--- START ---
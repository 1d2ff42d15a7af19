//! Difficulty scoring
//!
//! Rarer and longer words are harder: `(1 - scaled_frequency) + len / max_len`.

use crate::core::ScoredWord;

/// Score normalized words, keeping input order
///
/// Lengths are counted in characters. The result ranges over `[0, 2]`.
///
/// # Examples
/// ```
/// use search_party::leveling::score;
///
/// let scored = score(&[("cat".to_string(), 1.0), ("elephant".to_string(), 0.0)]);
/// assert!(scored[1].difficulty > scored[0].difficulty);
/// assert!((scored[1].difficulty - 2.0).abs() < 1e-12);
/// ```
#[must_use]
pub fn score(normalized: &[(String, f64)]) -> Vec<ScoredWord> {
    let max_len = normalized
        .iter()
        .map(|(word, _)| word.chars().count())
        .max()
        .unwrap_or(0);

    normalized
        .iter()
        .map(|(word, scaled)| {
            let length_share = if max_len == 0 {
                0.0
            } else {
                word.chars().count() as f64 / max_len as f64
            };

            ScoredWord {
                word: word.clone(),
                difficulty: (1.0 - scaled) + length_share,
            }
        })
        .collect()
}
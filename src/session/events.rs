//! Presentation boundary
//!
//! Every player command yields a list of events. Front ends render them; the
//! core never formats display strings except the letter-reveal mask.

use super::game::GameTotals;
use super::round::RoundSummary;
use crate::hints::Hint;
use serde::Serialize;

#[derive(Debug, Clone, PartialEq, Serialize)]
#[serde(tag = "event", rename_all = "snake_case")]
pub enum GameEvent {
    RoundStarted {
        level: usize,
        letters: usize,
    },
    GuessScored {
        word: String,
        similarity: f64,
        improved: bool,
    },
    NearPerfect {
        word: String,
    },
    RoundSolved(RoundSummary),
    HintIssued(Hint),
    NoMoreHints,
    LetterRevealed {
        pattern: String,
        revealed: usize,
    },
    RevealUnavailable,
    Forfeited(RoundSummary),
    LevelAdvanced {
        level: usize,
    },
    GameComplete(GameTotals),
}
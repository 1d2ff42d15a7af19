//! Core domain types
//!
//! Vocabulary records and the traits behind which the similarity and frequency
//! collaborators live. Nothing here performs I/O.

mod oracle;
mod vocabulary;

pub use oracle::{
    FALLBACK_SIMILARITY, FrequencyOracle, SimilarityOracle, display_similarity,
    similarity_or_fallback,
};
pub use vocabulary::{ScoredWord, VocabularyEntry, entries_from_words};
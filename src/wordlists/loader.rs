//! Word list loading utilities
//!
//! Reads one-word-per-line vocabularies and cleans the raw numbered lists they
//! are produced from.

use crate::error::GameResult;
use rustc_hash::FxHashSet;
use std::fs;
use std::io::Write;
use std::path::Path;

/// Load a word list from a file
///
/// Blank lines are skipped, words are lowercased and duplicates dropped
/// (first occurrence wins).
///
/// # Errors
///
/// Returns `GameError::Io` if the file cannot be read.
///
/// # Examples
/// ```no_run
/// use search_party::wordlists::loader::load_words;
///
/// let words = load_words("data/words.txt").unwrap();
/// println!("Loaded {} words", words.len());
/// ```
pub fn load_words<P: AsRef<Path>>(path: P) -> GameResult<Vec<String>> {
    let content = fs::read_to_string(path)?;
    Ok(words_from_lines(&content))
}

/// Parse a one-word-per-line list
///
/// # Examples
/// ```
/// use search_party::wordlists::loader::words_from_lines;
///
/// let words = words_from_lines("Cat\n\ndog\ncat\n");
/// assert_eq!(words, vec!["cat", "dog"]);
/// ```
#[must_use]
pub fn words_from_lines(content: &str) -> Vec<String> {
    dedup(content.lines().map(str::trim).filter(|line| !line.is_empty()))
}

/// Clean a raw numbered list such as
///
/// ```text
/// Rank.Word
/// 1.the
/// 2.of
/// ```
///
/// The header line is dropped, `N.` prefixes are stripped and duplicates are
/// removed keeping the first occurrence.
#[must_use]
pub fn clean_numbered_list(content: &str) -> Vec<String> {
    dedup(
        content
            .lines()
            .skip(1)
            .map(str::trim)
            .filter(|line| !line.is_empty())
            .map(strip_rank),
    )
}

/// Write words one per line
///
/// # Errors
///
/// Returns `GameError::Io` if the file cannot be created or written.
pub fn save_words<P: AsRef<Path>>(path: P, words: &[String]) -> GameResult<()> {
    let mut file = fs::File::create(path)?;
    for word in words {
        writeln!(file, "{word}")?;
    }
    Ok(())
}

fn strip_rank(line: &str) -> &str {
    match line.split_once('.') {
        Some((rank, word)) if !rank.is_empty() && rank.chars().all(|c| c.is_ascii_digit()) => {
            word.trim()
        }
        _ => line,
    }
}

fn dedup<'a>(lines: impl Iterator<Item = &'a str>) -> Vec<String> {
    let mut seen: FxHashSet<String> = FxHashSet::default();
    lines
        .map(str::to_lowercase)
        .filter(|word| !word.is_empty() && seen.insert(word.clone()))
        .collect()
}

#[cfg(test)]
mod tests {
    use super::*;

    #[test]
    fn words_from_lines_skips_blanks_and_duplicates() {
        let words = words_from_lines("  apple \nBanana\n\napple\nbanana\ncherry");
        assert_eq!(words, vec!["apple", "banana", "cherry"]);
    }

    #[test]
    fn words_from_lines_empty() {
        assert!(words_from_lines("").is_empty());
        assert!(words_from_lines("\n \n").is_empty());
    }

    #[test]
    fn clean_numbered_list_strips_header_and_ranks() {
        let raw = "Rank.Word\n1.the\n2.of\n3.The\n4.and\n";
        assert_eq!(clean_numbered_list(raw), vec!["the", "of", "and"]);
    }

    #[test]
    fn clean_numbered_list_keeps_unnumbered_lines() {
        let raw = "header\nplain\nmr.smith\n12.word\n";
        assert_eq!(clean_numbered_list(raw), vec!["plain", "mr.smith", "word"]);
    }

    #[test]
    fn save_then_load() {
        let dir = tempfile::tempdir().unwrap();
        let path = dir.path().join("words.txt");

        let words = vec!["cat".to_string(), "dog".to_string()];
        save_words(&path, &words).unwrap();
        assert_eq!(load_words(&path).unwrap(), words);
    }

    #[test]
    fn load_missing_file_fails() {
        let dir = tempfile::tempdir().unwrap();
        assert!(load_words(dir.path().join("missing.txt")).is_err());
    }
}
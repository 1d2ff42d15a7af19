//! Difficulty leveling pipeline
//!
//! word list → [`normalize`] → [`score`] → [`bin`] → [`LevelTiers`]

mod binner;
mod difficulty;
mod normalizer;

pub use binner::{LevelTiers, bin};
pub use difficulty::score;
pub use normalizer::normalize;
--- END ---
Exercise brief =>
Tally the lines above that include the word "dropped"; answer with the total only.

Written solution =>
2